SUPPLIED INFORMATION:
=== Section Start ===

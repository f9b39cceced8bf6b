//! Configuration for recap, read from `recap.toml`.
//!
//! Layered the same way for every command: file → environment → CLI flags.
//! Every field has a default, so an empty or missing file is valid.
//!
//! ```toml
//! [server]
//! host = "0.0.0.0"
//! port = 8000
//! cors_allow_all = true
//! shutdown_grace_secs = 30
//!
//! [summarizer]
//! model = "claude-3-5-sonnet-latest"
//! api_url = "https://api.anthropic.com"
//! max_tokens = 4096
//! timeout_secs = 120
//!
//! [store]
//! backend = "sqlite"
//! path = ".recap/summaries.db"
//!
//! [logging]
//! level = "info"
//! format = "json"
//! file = "logs/summary_service.log"
//! ```
//!
//! Environment overrides: `HOST`, `PORT`, `LOG_LEVEL`, `LOG_FILE`,
//! `ANTHROPIC_API_KEY`, `RECAP_MODEL`, `RECAP_STORE`, `RECAP_DB_PATH`.

use std::path::{Path, PathBuf};

use anyhow::{Context, Result};
use serde::{Deserialize, Serialize};

/// Default config file name, looked up in the working directory.
pub const CONFIG_FILE_NAME: &str = "recap.toml";

#[derive(Debug, Clone, Default, Serialize, Deserialize)]
pub struct RecapConfig {
    #[serde(default)]
    pub server: ServerConfig,
    #[serde(default)]
    pub summarizer: SummarizerConfig,
    #[serde(default)]
    pub store: StoreConfig,
    #[serde(default)]
    pub logging: LoggingConfig,
}

#[derive(Debug, Clone, Serialize, Deserialize)]
pub struct ServerConfig {
    #[serde(default = "default_host")]
    pub host: String,
    #[serde(default = "default_port")]
    pub port: u16,
    /// Allow cross-origin requests from any origin
    #[serde(default = "default_cors_allow_all")]
    pub cors_allow_all: bool,
    /// How long shutdown waits for in-flight jobs before abandoning them
    #[serde(default = "default_shutdown_grace_secs")]
    pub shutdown_grace_secs: u64,
}

fn default_host() -> String {
    "0.0.0.0".to_string()
}

fn default_port() -> u16 {
    8000
}

fn default_cors_allow_all() -> bool {
    true
}

fn default_shutdown_grace_secs() -> u64 {
    30
}

impl Default for ServerConfig {
    fn default() -> Self {
        Self {
            host: default_host(),
            port: default_port(),
            cors_allow_all: default_cors_allow_all(),
            shutdown_grace_secs: default_shutdown_grace_secs(),
        }
    }
}

#[derive(Debug, Clone, Serialize, Deserialize)]
pub struct SummarizerConfig {
    #[serde(default = "default_model")]
    pub model: String,
    #[serde(default = "default_api_url")]
    pub api_url: String,
    /// Usually left unset in the file and supplied through `ANTHROPIC_API_KEY`
    #[serde(default, skip_serializing_if = "Option::is_none")]
    pub api_key: Option<String>,
    #[serde(default = "default_max_tokens")]
    pub max_tokens: u32,
    #[serde(default = "default_timeout_secs")]
    pub timeout_secs: u64,
}

fn default_model() -> String {
    "claude-3-5-sonnet-latest".to_string()
}

fn default_api_url() -> String {
    "https://api.anthropic.com".to_string()
}

fn default_max_tokens() -> u32 {
    4096
}

fn default_timeout_secs() -> u64 {
    120
}

impl Default for SummarizerConfig {
    fn default() -> Self {
        Self {
            model: default_model(),
            api_url: default_api_url(),
            api_key: None,
            max_tokens: default_max_tokens(),
            timeout_secs: default_timeout_secs(),
        }
    }
}

#[derive(Debug, Clone, Copy, PartialEq, Eq, Default, Serialize, Deserialize)]
#[serde(rename_all = "lowercase")]
pub enum StoreBackend {
    #[default]
    Memory,
    Sqlite,
}

impl std::fmt::Display for StoreBackend {
    fn fmt(&self, f: &mut std::fmt::Formatter<'_>) -> std::fmt::Result {
        match self {
            StoreBackend::Memory => write!(f, "memory"),
            StoreBackend::Sqlite => write!(f, "sqlite"),
        }
    }
}

impl std::str::FromStr for StoreBackend {
    type Err = anyhow::Error;

    fn from_str(s: &str) -> Result<Self, Self::Err> {
        match s.to_lowercase().as_str() {
            "memory" => Ok(StoreBackend::Memory),
            "sqlite" => Ok(StoreBackend::Sqlite),
            _ => anyhow::bail!("Invalid store backend '{}'. Valid values: memory, sqlite", s),
        }
    }
}

#[derive(Debug, Clone, Serialize, Deserialize)]
pub struct StoreConfig {
    #[serde(default)]
    pub backend: StoreBackend,
    /// SQLite database file, used when `backend = "sqlite"`
    #[serde(default = "default_db_path")]
    pub path: PathBuf,
}

fn default_db_path() -> PathBuf {
    PathBuf::from(".recap/summaries.db")
}

impl Default for StoreConfig {
    fn default() -> Self {
        Self {
            backend: StoreBackend::default(),
            path: default_db_path(),
        }
    }
}

#[derive(Debug, Clone, Copy, PartialEq, Eq, Default, Serialize, Deserialize)]
#[serde(rename_all = "lowercase")]
pub enum LogFormat {
    #[default]
    Text,
    Json,
}

#[derive(Debug, Clone, Serialize, Deserialize)]
pub struct LoggingConfig {
    #[serde(default = "default_log_level")]
    pub level: String,
    #[serde(default)]
    pub format: LogFormat,
    /// Optional log file, written in addition to stderr
    #[serde(default, skip_serializing_if = "Option::is_none")]
    pub file: Option<PathBuf>,
}

fn default_log_level() -> String {
    "info".to_string()
}

impl Default for LoggingConfig {
    fn default() -> Self {
        Self {
            level: default_log_level(),
            format: LogFormat::default(),
            file: None,
        }
    }
}

impl RecapConfig {
    /// Parse configuration from a TOML string.
    pub fn parse(content: &str) -> Result<Self> {
        toml::from_str(content).context("Failed to parse recap.toml")
    }

    /// Load configuration from a TOML file.
    pub fn load(path: &Path) -> Result<Self> {
        let content = std::fs::read_to_string(path)
            .with_context(|| format!("Failed to read config file: {}", path.display()))?;
        Self::parse(&content)
    }

    /// Load `path` if given (it must exist), else `recap.toml` in the working
    /// directory if present, else defaults. Environment overrides are applied.
    pub fn discover(path: Option<&Path>) -> Result<Self> {
        let mut config = match path {
            Some(path) => Self::load(path)?,
            None => {
                let default_path = Path::new(CONFIG_FILE_NAME);
                if default_path.exists() {
                    Self::load(default_path)?
                } else {
                    Self::default()
                }
            }
        };
        config.apply_env_overrides(|key| std::env::var(key).ok())?;
        Ok(config)
    }

    /// Apply environment overrides. `lookup` resolves a variable name to its value.
    pub fn apply_env_overrides<F>(&mut self, lookup: F) -> Result<()>
    where
        F: Fn(&str) -> Option<String>,
    {
        if let Some(host) = lookup("HOST") {
            self.server.host = host;
        }
        if let Some(port) = lookup("PORT") {
            self.server.port = port
                .parse()
                .with_context(|| format!("Invalid PORT value '{}'", port))?;
        }
        if let Some(level) = lookup("LOG_LEVEL") {
            self.logging.level = level.to_lowercase();
        }
        if let Some(file) = lookup("LOG_FILE") {
            self.logging.file = Some(PathBuf::from(file));
        }
        if let Some(key) = lookup("ANTHROPIC_API_KEY") {
            self.summarizer.api_key = Some(key);
        }
        if let Some(model) = lookup("RECAP_MODEL") {
            self.summarizer.model = model;
        }
        if let Some(backend) = lookup("RECAP_STORE") {
            self.store.backend = backend.parse()?;
        }
        if let Some(path) = lookup("RECAP_DB_PATH") {
            self.store.path = PathBuf::from(path);
        }
        Ok(())
    }

    /// Check values that serde alone cannot reject.
    pub fn validate(&self) -> Result<()> {
        if self.server.port == 0 {
            anyhow::bail!("server.port must be non-zero");
        }
        if self.summarizer.max_tokens == 0 {
            anyhow::bail!("summarizer.max_tokens must be greater than 0");
        }
        if self.summarizer.timeout_secs == 0 {
            anyhow::bail!("summarizer.timeout_secs must be greater than 0");
        }
        if self.store.backend == StoreBackend::Sqlite && self.store.path.as_os_str().is_empty() {
            anyhow::bail!("store.path is required when store.backend = \"sqlite\"");
        }
        Ok(())
    }

    /// TOML for display, with the API key masked.
    pub fn to_redacted_toml(&self) -> Result<String> {
        let mut shown = self.clone();
        if shown.summarizer.api_key.is_some() {
            shown.summarizer.api_key = Some("********".to_string());
        }
        toml::to_string_pretty(&shown).context("Failed to serialize configuration")
    }

    /// Write the configuration to `path`.
    pub fn save(&self, path: &Path) -> Result<()> {
        let content = toml::to_string_pretty(self).context("Failed to serialize recap.toml")?;
        std::fs::write(path, content)
            .with_context(|| format!("Failed to write config file: {}", path.display()))
    }
}
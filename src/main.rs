use anyhow::Result;
use clap::{Parser, Subcommand};
use std::path::PathBuf;

use recap::config::RecapConfig;

mod cmd;

#[derive(Parser)]
#[command(name = "recap")]
#[command(version, about = "Iterative document summarization service")]
pub struct Cli {
    #[arg(short, long, global = true)]
    pub verbose: bool,

    /// Path to the config file. Defaults to ./recap.toml when it exists.
    #[arg(long, global = true)]
    pub config: Option<PathBuf>,

    #[command(subcommand)]
    pub command: Commands,
}

#[derive(Subcommand)]
pub enum Commands {
    /// Run the HTTP summary service
    Serve {
        /// Address to bind (overrides server.host and HOST)
        #[arg(long)]
        host: Option<String>,
        /// Port to listen on (overrides server.port and PORT)
        #[arg(long)]
        port: Option<u16>,
    },
    /// Summarize markdown files in-process and print the result
    Summarize {
        /// Markdown files, summarized in the order given
        #[arg(required = true)]
        files: Vec<PathBuf>,
        /// Write the summary to this file instead of stdout
        #[arg(short, long)]
        output: Option<PathBuf>,
    },
    /// View or create the configuration file
    Config {
        #[command(subcommand)]
        command: Option<ConfigCommands>,
    },
}

#[derive(Subcommand, Clone)]
pub enum ConfigCommands {
    /// Print the effective configuration (API key redacted)
    Show,
    /// Write a default recap.toml
    Init {
        /// Overwrite an existing file
        #[arg(long)]
        force: bool,
    },
}

/// Load config (file → env), then apply CLI overrides and validate.
fn load_config(cli: &Cli) -> Result<RecapConfig> {
    let mut config = RecapConfig::discover(cli.config.as_deref())?;
    if let Commands::Serve { host, port } = &cli.command {
        if let Some(host) = host {
            config.server.host = host.clone();
        }
        if let Some(port) = port {
            config.server.port = *port;
        }
    }
    config.validate()?;
    Ok(config)
}

#[tokio::main]
async fn main() -> Result<()> {
    // A missing .env file is fine.
    let _ = dotenvy::dotenv();
    let cli = Cli::parse();

    match &cli.command {
        Commands::Config { command } => {
            cmd::cmd_config(cli.config.as_deref(), command.clone())?;
        }
        Commands::Serve { .. } => {
            let config = load_config(&cli)?;
            let _log_guard = recap::telemetry::init_logging(&config.logging, cli.verbose)?;
            cmd::cmd_serve(&config).await?;
        }
        Commands::Summarize { files, output } => {
            let config = load_config(&cli)?;
            let _log_guard = recap::telemetry::init_logging(&config.logging, cli.verbose)?;
            cmd::cmd_summarize(&config, files, output.as_deref()).await?;
        }
    }

    Ok(())
}
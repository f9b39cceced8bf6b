//! Summary service: iterative document summarization jobs.
//!
//! ## Overview
//!
//! A client submits an ordered list of markdown documents. The service
//! returns a request id at once and builds the summary in the background:
//! the first document is summarized on its own, then each later document is
//! folded into the running summary. Progress is stored after every step so
//! the client can poll it.
//!
//! ## Module Map
//!
//! ```text
//! ┌──────────┐   HTTP   ┌──────────────────────────────────────────────────┐
//! │  Client  │ ───────> │  server.rs  (axum Router, graceful shutdown)     │
//! │          │ <─────── │    └─ api.rs  (route handlers, AppState)         │
//! └──────────┘          │         │                                        │
//!                       │         │ JobRunner::submit()                    │
//!                       │         v                                        │
//!                       │  runner.rs  (one tokio task per job)             │
//!                       │         │                                        │
//!                       │         │ SummaryOrchestrator::process()         │
//!                       │         v                                        │
//!                       │  orchestrator.rs ──> summarizer.rs (Summarizer)  │
//!                       │         │                                        │
//!                       │         v                                        │
//!                       │  store.rs / db.rs  (SummaryStore)                │
//!                       └──────────────────────────────────────────────────┘
//! ```
//!
//! ## Supporting Modules
//!
//! | Module       | Responsibility                                          |
//! |--------------|---------------------------------------------------------|
//! | `models`     | `Document`, `SummaryProgress`, `SummaryResult`, status  |
//! | `store`      | `SummaryStore` trait + process-local `InMemoryStore`    |
//! | `db`         | `SqliteStore`, the durable `SummaryStore`               |
//! | `summarizer` | `Summarizer` trait + `AnthropicSummarizer`              |
//!
//! ## Job Lifecycle
//!
//! 1. `POST /summaries` → `JobRunner::submit()` writes a `Pending` snapshot
//!    and spawns the job.
//! 2. The orchestrator writes `InProgress`, then one snapshot per document.
//! 3. On success the snapshot becomes `Completed` and the result is stored.
//! 4. On any failure progress is reset to index 0, status `Failed`, and a
//!    `Failed` result carries the error message.
//! 5. At startup `recap serve` calls `JobRunner::recover_interrupted()` to
//!    settle jobs a previous process left without a result.

pub mod api;
pub mod db;
pub mod models;
pub mod orchestrator;
pub mod runner;
pub mod server;
pub mod store;
pub mod summarizer;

=== Section End ===

WHAT YOU NEED TO DO: The expected answer is a copy of each line above containing "output".

SOLUTION FOR THIS PROBLEM:
        output: Option<PathBuf>,
        Commands::Summarize { files, output } => {
            cmd::cmd_summarize(&config, files, output.as_deref()).await?;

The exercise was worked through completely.